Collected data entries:
*** Begin section ***
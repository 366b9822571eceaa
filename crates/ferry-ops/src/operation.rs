//! File operation types.

use serde::{Deserialize, Serialize};

use ferry_core::{FileList, FileRef, JobError, Ownership, PermissionSpec};

/// A file operation to be executed as a job.
#[derive(Debug, Clone, PartialEq, Eq, Serialize, Deserialize)]
pub enum FileOperation {
    /// Create new empty files.
    Create { files: FileList },
    /// Create new directories.
    Mkdir { files: FileList },
    /// Delete files and directories recursively.
    Unlink { files: FileList },
    /// Create a symbolic link at each target pointing to its source.
    Link { sources: FileList, targets: FileList },
    /// Move files to the trash.
    Trash { files: FileList },
    /// Move trashed files back to their original locations.
    Restore { sources: FileList, targets: FileList },
    /// Change the owning user or group.
    Chown {
        files: FileList,
        ownership: Ownership,
        recursive: bool,
    },
    /// Change permission bits.
    Chmod {
        files: FileList,
        permissions: PermissionSpec,
        recursive: bool,
    },
    /// List the direct children of a directory.
    List { directory: FileRef },
    /// Move each source to its target.
    Move { sources: FileList, targets: FileList },
    /// Copy each source to its target.
    Copy { sources: FileList, targets: FileList },
    /// Give a single file a new name in the same directory.
    Rename { file: FileRef, new_name: String },
}

/// The kind of a [`FileOperation`], without its arguments.
#[derive(Debug, Clone, Copy, PartialEq, Eq, Serialize, Deserialize, strum::Display)]
#[strum(serialize_all = "snake_case")]
pub enum OperationKind {
    Create,
    Mkdir,
    Unlink,
    Link,
    Trash,
    Restore,
    Chown,
    Chmod,
    List,
    Move,
    Copy,
    Rename,
}

impl FileOperation {
    /// Create a pairwise move operation.
    pub fn move_to(sources: FileList, targets: FileList) -> Self {
        Self::Move { sources, targets }
    }

    /// Create a pairwise copy operation.
    pub fn copy(sources: FileList, targets: FileList) -> Self {
        Self::Copy { sources, targets }
    }

    /// Create a rename operation.
    pub fn rename(file: FileRef, new_name: impl Into<String>) -> Self {
        Self::Rename {
            file,
            new_name: new_name.into(),
        }
    }

    /// The kind of this operation.
    pub fn kind(&self) -> OperationKind {
        match self {
            Self::Create { .. } => OperationKind::Create,
            Self::Mkdir { .. } => OperationKind::Mkdir,
            Self::Unlink { .. } => OperationKind::Unlink,
            Self::Link { .. } => OperationKind::Link,
            Self::Trash { .. } => OperationKind::Trash,
            Self::Restore { .. } => OperationKind::Restore,
            Self::Chown { .. } => OperationKind::Chown,
            Self::Chmod { .. } => OperationKind::Chmod,
            Self::List { .. } => OperationKind::List,
            Self::Move { .. } => OperationKind::Move,
            Self::Copy { .. } => OperationKind::Copy,
            Self::Rename { .. } => OperationKind::Rename,
        }
    }

    /// Check the preconditions that must hold before a job is started.
    ///
    /// Every error returned here is fatal: the job is never launched.
    pub fn validate(&self) -> Result<(), JobError> {
        match self {
            Self::Link { sources, targets }
            | Self::Restore { sources, targets }
            | Self::Move { sources, targets }
            | Self::Copy { sources, targets } => {
                if sources.len() != targets.len() {
                    return Err(JobError::MismatchedLists {
                        sources: sources.len(),
                        targets: targets.len(),
                    });
                }
                if sources.is_empty() {
                    return Err(JobError::EmptyFileList);
                }
                Ok(())
            }
            Self::Trash { files } if files.is_empty() => Err(JobError::EmptyFileList),
            Self::Rename { new_name, .. } => {
                validate_filename(new_name).map_err(|reason| JobError::InvalidDisplayName {
                    name: new_name.clone(),
                    reason,
                })
            }
            _ => Ok(()),
        }
    }
}

/// Validate a file name for use as a single path component.
pub fn validate_filename(name: &str) -> Result<(), String> {
    if name.is_empty() {
        return Err("Name cannot be empty".into());
    }

    if name.len() > 255 {
        return Err("Name is too long (max 255 bytes)".into());
    }

    for c in ['/', '\0'] {
        if name.contains(c) {
            return Err(format!("Name cannot contain {c:?}"));
        }
    }

    if name == "." || name == ".." {
        return Err("'.' and '..' are reserved names".into());
    }

    Ok(())
}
*** End section ***
For the data above, count every line in which the string "Debug" appears, and answer with the count only.

2